--- DATA IN THIS EXERCISE Enclosed Below ---
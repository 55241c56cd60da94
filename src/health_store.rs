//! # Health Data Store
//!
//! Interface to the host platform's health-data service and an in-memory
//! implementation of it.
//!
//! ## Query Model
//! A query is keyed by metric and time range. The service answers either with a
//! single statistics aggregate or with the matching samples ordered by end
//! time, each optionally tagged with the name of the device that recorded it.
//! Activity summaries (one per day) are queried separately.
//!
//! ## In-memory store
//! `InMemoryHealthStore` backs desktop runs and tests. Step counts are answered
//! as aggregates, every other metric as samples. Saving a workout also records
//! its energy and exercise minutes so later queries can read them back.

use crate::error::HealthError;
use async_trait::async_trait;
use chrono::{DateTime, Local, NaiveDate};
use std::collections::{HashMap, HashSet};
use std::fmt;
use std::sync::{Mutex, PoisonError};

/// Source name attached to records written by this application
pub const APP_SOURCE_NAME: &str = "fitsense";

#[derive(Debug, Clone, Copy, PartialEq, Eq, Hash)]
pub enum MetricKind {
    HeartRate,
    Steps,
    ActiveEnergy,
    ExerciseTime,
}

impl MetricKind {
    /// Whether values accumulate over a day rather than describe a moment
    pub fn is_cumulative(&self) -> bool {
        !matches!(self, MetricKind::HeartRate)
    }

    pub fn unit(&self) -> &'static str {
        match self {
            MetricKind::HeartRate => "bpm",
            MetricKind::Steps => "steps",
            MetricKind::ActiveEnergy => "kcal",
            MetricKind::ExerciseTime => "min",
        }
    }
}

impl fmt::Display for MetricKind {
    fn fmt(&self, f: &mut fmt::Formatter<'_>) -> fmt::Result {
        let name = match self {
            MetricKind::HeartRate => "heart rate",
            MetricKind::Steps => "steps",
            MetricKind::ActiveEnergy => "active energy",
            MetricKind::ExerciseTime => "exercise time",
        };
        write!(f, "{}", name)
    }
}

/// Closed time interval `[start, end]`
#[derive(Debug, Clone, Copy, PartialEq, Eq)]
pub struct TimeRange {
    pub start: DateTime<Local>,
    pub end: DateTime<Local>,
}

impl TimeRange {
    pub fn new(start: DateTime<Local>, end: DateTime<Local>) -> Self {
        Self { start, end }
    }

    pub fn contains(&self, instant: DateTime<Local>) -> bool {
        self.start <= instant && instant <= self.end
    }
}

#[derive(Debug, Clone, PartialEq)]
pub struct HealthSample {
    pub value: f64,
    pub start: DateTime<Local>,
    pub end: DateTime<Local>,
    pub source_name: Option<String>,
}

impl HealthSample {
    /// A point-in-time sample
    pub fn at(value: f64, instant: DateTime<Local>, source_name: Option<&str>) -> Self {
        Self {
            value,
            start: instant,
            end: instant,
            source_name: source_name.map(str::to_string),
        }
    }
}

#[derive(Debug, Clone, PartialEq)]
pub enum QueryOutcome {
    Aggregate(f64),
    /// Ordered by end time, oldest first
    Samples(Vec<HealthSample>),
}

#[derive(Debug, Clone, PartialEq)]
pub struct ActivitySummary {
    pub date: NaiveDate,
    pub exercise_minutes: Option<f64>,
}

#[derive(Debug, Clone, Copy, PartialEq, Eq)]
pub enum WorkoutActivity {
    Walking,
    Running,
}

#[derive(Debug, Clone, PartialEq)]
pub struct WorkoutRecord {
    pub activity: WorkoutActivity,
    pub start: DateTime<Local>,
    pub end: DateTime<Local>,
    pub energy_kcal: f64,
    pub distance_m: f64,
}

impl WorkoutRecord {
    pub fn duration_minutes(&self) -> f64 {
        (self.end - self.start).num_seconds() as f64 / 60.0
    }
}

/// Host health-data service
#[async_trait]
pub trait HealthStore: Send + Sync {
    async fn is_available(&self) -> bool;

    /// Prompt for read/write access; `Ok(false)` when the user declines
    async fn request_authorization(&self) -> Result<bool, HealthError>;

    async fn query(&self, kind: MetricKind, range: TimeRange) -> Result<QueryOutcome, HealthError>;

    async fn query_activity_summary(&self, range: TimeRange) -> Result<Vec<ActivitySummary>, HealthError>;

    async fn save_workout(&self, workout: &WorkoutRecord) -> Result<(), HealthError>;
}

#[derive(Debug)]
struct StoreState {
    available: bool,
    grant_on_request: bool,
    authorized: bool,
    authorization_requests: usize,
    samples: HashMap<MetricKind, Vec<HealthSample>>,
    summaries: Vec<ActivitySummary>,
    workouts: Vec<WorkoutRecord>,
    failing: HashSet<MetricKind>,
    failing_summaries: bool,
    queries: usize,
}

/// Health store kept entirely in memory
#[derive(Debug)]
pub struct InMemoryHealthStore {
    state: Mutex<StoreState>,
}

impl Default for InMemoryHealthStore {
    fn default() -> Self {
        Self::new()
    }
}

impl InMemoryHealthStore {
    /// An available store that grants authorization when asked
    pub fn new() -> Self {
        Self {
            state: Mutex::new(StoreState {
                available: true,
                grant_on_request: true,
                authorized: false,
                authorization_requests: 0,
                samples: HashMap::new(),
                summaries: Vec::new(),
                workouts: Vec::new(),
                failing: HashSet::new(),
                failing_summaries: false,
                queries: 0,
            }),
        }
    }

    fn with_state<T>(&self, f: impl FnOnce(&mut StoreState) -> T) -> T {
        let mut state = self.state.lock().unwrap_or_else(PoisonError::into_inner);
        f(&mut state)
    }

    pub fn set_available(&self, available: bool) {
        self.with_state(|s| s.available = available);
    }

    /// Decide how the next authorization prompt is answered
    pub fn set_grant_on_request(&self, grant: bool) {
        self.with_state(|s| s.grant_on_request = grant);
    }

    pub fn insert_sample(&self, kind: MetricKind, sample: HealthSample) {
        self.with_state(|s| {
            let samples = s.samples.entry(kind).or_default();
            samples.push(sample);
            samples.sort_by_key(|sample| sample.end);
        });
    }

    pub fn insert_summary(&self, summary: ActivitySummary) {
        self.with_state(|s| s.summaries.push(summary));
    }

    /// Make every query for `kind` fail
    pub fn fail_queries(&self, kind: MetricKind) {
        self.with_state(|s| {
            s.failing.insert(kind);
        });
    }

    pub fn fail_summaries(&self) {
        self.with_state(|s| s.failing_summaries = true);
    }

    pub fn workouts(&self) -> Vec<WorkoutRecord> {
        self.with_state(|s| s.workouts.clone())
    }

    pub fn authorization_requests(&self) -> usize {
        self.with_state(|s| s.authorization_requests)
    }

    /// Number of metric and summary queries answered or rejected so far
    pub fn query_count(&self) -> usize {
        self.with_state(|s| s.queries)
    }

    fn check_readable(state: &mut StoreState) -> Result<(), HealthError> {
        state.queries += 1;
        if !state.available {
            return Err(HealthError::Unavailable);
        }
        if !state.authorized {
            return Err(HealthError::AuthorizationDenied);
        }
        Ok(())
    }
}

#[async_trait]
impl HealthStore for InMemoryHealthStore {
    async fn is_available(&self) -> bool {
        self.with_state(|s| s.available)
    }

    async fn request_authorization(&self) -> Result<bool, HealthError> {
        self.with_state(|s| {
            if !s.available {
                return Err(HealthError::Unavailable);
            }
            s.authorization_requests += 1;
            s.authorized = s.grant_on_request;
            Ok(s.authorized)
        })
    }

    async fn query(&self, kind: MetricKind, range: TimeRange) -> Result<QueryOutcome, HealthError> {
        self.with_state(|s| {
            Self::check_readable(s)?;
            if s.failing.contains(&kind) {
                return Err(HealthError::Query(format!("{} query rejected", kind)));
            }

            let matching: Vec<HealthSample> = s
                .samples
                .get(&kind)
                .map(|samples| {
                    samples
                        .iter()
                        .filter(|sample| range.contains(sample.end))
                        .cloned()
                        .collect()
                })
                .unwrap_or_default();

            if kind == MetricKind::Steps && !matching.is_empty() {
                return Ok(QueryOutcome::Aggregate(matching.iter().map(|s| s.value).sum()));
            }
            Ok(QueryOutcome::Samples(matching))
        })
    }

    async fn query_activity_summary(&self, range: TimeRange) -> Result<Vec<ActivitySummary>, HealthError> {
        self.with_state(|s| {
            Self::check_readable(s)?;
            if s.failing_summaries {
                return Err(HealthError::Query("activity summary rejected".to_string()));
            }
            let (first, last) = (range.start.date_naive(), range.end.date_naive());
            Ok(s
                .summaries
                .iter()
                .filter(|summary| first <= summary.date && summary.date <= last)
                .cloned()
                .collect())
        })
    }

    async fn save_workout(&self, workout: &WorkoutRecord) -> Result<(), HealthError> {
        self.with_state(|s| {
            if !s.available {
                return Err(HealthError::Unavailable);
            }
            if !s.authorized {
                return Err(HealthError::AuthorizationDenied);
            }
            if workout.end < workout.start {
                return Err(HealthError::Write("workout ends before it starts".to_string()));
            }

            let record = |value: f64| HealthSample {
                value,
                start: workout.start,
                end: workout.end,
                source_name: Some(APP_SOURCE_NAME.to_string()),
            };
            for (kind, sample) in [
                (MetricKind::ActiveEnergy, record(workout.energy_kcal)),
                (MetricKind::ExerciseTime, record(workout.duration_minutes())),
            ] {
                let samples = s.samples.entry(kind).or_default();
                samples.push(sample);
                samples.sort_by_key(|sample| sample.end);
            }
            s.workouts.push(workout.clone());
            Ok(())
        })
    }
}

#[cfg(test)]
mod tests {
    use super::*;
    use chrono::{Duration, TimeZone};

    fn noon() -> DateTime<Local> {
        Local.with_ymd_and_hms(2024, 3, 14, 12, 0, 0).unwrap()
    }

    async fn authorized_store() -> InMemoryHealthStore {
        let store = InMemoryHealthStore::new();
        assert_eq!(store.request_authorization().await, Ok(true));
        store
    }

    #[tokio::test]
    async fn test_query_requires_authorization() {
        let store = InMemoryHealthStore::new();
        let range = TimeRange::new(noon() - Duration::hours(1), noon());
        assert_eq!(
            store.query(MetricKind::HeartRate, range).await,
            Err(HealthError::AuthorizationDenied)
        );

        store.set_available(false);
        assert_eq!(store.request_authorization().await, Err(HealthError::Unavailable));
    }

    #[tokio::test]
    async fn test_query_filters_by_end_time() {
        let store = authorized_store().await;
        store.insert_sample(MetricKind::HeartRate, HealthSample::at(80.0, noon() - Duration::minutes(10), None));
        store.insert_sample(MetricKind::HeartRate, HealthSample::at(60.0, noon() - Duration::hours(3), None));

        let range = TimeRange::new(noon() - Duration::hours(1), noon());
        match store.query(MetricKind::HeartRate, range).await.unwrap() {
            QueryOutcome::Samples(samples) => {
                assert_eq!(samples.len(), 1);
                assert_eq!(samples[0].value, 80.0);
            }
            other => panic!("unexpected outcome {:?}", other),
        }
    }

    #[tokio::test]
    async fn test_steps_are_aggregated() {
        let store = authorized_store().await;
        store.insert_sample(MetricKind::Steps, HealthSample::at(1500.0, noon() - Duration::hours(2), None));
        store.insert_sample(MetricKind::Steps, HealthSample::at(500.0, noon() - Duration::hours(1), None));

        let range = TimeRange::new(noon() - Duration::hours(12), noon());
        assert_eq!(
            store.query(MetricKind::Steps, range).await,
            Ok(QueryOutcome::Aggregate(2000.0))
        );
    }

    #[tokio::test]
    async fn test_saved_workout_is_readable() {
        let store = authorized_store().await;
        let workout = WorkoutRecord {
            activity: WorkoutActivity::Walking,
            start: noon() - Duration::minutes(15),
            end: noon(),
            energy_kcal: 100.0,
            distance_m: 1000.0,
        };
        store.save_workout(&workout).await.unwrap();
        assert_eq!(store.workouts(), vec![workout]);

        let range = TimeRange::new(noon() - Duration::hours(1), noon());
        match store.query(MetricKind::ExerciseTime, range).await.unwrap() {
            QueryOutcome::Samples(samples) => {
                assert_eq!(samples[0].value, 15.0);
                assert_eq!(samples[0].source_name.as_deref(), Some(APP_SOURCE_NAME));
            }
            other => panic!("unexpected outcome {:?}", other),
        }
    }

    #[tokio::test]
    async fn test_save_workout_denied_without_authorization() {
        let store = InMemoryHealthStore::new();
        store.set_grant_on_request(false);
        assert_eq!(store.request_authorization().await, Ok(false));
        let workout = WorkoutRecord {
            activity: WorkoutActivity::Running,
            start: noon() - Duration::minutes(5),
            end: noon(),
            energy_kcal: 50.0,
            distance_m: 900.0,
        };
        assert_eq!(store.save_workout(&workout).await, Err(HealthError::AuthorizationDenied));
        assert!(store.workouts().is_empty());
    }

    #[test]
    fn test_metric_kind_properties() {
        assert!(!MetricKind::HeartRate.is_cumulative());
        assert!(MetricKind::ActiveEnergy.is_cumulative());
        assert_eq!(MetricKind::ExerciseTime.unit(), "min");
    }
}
--- End of Enclosed DATA IN THIS EXERCISE ---
- TASK REQUIREMENTS:
Where a line of the records has the string "tests", copy that line.

- EXERCISE ANSWER:
//! `InMemoryHealthStore` backs desktop runs and tests. Step counts are answered
mod tests {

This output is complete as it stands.